WHAT IS EXPECTED
Each line of the records below that holds "storage" should be copied out.

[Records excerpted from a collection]
◆ ◆ ◆

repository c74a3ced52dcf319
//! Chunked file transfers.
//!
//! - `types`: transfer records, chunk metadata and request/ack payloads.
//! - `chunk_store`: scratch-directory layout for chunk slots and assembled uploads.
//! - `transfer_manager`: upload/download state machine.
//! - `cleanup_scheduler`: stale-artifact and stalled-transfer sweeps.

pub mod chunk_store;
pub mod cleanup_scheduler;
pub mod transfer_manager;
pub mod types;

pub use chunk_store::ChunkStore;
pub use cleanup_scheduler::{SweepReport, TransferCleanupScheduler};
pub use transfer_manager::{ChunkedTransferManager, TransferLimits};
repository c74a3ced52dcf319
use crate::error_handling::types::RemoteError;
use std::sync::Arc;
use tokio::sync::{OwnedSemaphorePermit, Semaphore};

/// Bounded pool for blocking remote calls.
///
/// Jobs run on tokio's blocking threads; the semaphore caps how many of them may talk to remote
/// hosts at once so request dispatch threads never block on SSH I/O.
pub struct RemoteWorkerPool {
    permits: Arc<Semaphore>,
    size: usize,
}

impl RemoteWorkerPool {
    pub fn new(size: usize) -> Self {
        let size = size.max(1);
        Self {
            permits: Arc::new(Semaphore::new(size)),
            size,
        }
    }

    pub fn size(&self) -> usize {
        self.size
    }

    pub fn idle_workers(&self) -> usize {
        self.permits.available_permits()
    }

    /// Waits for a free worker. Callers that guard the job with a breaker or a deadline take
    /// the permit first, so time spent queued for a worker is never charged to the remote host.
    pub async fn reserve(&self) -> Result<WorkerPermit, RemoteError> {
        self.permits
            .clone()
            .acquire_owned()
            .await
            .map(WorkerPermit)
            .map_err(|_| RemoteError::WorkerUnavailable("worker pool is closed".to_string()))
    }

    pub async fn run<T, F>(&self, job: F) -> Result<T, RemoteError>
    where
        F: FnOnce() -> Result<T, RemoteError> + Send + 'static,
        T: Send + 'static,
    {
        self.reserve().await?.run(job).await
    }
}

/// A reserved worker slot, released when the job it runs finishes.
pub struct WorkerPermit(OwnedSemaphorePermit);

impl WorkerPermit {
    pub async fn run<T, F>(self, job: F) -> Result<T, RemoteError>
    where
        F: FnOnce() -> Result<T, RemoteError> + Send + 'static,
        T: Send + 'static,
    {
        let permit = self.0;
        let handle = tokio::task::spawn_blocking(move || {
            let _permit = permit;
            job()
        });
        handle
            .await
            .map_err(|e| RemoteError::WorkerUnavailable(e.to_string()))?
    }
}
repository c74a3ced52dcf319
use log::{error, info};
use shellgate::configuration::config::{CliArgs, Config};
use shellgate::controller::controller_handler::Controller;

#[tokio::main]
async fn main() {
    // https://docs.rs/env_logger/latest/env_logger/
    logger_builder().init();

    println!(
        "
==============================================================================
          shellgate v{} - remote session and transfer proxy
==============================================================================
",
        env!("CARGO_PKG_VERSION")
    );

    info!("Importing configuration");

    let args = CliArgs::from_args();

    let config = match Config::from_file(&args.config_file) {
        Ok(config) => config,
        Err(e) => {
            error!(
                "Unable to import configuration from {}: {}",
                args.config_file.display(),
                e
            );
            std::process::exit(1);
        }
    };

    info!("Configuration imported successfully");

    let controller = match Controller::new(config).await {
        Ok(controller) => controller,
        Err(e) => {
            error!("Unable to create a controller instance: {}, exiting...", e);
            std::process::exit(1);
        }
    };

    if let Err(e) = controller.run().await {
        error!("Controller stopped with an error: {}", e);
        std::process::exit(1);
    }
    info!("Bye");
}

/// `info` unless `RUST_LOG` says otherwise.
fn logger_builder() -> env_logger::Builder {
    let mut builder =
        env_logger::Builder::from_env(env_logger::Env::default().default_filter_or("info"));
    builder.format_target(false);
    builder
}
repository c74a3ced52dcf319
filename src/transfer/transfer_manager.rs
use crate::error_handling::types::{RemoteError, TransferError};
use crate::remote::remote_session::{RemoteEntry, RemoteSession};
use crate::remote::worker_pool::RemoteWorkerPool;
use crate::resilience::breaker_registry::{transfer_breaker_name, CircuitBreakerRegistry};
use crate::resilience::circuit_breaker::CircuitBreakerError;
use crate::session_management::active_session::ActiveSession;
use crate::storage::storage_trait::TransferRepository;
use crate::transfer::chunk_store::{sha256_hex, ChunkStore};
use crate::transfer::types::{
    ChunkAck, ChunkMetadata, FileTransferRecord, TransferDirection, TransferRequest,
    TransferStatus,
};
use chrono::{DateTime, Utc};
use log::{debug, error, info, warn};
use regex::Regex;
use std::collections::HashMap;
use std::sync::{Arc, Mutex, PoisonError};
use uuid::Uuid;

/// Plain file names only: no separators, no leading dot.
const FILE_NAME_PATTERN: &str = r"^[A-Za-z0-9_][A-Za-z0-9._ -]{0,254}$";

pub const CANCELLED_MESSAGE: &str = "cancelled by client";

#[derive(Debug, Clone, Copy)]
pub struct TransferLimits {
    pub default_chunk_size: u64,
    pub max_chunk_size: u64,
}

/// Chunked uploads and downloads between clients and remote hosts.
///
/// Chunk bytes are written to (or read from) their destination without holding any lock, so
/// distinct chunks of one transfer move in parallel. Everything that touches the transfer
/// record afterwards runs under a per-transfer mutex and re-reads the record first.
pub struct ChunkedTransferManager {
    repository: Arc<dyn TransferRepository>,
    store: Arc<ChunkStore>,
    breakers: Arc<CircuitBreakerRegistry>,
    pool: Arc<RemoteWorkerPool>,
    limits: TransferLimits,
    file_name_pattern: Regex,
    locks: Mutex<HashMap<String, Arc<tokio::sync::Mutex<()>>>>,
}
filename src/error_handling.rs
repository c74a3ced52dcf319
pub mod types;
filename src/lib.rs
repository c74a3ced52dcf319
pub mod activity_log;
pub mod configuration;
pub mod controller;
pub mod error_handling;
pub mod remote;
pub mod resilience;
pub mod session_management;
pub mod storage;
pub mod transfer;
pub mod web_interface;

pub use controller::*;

◆ ◆ ◆

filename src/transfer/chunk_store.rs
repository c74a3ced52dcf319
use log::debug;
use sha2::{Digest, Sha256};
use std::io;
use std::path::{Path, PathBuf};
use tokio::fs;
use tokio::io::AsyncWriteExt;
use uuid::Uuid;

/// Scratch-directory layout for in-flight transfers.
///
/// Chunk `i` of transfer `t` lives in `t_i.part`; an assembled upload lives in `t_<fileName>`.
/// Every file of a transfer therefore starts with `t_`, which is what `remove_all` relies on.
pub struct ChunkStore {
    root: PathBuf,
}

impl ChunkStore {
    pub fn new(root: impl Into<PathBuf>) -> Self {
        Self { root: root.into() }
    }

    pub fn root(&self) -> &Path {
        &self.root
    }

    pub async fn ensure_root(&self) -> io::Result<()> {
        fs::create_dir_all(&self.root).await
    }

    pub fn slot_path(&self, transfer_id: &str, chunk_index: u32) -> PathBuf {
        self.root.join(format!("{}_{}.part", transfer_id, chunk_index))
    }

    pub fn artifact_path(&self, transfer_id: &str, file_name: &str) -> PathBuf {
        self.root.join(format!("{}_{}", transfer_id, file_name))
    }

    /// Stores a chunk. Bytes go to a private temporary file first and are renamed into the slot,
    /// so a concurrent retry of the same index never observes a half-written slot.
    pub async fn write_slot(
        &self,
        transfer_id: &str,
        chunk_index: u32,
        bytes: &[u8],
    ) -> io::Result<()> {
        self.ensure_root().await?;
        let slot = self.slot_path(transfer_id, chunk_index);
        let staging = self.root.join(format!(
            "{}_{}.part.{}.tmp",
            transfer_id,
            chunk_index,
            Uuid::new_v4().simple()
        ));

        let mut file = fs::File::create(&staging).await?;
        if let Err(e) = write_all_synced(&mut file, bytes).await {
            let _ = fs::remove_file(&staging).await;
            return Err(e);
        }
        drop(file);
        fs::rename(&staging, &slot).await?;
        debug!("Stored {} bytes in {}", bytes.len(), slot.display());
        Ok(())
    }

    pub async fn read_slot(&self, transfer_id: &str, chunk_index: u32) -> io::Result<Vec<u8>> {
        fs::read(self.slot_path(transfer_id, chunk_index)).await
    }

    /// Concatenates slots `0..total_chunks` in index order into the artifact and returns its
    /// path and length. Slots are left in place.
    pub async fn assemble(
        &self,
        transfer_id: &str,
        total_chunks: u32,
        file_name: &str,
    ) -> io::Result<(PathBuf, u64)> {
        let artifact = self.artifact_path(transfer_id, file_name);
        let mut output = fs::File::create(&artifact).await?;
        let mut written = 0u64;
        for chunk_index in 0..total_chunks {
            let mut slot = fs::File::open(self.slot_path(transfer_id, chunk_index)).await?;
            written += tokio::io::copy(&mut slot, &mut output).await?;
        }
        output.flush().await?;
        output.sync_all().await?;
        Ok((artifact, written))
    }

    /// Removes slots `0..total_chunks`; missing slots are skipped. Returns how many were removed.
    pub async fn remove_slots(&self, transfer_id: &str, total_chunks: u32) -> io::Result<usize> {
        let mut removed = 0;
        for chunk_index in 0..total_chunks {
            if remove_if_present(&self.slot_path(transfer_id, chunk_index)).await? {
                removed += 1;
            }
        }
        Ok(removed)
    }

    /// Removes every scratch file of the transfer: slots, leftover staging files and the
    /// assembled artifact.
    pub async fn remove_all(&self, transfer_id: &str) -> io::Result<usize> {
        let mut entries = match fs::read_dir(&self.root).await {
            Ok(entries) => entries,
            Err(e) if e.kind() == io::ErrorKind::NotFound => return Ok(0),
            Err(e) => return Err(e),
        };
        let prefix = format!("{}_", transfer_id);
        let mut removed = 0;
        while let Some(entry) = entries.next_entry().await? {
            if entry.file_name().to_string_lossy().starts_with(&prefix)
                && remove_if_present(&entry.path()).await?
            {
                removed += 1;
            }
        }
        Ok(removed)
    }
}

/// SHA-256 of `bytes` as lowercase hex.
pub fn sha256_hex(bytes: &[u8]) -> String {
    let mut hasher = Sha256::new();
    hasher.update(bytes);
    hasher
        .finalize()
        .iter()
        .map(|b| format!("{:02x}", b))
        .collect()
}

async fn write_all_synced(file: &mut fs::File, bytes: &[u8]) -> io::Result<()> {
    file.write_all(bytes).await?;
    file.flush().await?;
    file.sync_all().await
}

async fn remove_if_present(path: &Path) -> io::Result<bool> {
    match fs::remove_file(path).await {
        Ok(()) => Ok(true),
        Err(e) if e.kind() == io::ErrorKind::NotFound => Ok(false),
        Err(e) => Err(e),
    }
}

◆ ◆ ◆

EXPECTED ANSWER
use crate::storage::storage_trait::TransferRepository;
pub mod storage;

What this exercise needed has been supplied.